__Task instructions__
The lines of the records that include "attribute" should all be copied.

++++ Dataset records

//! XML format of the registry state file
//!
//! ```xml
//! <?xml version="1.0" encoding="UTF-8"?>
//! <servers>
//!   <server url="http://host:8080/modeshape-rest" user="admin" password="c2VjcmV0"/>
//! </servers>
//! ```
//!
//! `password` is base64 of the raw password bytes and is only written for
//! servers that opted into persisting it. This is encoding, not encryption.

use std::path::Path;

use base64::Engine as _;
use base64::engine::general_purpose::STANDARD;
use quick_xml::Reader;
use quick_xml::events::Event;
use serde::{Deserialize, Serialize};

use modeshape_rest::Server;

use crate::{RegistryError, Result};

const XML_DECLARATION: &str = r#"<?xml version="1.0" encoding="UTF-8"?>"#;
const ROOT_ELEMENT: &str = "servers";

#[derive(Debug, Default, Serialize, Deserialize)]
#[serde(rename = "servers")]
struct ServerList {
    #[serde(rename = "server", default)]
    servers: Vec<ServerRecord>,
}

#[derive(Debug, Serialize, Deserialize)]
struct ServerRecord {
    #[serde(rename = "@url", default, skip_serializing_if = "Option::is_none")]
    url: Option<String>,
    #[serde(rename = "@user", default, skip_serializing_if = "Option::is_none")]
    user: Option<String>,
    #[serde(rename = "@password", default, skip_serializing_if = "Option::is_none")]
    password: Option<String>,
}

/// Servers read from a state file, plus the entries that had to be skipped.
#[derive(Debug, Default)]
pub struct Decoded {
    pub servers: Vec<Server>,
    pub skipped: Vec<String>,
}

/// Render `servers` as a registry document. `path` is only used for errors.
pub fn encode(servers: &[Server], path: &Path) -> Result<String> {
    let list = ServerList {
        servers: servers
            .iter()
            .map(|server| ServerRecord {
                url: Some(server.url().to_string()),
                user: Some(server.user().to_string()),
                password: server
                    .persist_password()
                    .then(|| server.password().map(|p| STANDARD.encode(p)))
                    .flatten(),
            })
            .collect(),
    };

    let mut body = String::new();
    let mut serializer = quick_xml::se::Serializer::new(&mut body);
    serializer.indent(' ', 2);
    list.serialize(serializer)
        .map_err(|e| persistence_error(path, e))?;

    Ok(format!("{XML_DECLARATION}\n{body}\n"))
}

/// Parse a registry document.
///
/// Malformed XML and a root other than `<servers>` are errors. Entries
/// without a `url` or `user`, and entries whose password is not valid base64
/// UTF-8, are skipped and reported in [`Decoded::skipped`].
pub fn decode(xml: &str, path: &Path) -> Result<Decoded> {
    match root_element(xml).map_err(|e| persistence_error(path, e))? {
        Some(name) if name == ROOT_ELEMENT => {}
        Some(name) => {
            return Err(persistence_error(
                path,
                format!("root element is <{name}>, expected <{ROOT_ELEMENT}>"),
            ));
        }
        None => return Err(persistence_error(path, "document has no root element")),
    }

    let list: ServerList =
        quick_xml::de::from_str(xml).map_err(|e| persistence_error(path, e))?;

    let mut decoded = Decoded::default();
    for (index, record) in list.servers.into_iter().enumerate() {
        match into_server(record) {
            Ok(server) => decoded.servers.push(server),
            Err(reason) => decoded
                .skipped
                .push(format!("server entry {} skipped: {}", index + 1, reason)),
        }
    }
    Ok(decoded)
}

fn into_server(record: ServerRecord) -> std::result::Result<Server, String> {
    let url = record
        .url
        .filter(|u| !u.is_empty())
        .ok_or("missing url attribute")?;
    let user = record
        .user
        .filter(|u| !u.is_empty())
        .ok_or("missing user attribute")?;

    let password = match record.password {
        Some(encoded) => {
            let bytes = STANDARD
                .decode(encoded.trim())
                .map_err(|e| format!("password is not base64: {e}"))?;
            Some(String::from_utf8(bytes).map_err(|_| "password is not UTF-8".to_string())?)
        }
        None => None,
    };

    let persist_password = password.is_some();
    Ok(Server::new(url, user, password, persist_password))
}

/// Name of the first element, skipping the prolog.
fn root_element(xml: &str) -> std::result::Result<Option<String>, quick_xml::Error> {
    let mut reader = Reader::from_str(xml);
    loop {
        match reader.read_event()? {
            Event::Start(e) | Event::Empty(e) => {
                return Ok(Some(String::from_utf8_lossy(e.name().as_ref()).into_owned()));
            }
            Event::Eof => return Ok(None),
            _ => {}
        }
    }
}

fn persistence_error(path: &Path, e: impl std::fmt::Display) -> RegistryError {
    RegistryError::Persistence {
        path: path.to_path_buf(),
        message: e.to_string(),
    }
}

++++++++
++++ Dataset records

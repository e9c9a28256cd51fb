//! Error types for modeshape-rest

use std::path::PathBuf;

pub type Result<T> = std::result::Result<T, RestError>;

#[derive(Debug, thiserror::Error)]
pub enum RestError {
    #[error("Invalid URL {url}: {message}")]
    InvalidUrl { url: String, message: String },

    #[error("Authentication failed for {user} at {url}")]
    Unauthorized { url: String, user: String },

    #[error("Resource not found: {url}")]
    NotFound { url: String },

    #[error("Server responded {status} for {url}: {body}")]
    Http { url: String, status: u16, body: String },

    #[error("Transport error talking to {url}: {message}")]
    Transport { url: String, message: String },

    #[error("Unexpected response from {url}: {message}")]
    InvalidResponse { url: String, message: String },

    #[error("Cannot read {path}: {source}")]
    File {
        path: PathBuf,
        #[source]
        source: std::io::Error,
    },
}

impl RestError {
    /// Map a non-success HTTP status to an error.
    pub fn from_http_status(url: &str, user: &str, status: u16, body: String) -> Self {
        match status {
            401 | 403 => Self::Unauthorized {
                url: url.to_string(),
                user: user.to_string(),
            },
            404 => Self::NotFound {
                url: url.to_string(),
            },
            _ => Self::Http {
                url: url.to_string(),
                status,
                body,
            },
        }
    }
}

++++++++

__Exercise response__
        .ok_or("missing url attribute")?;
        .ok_or("missing user attribute")?;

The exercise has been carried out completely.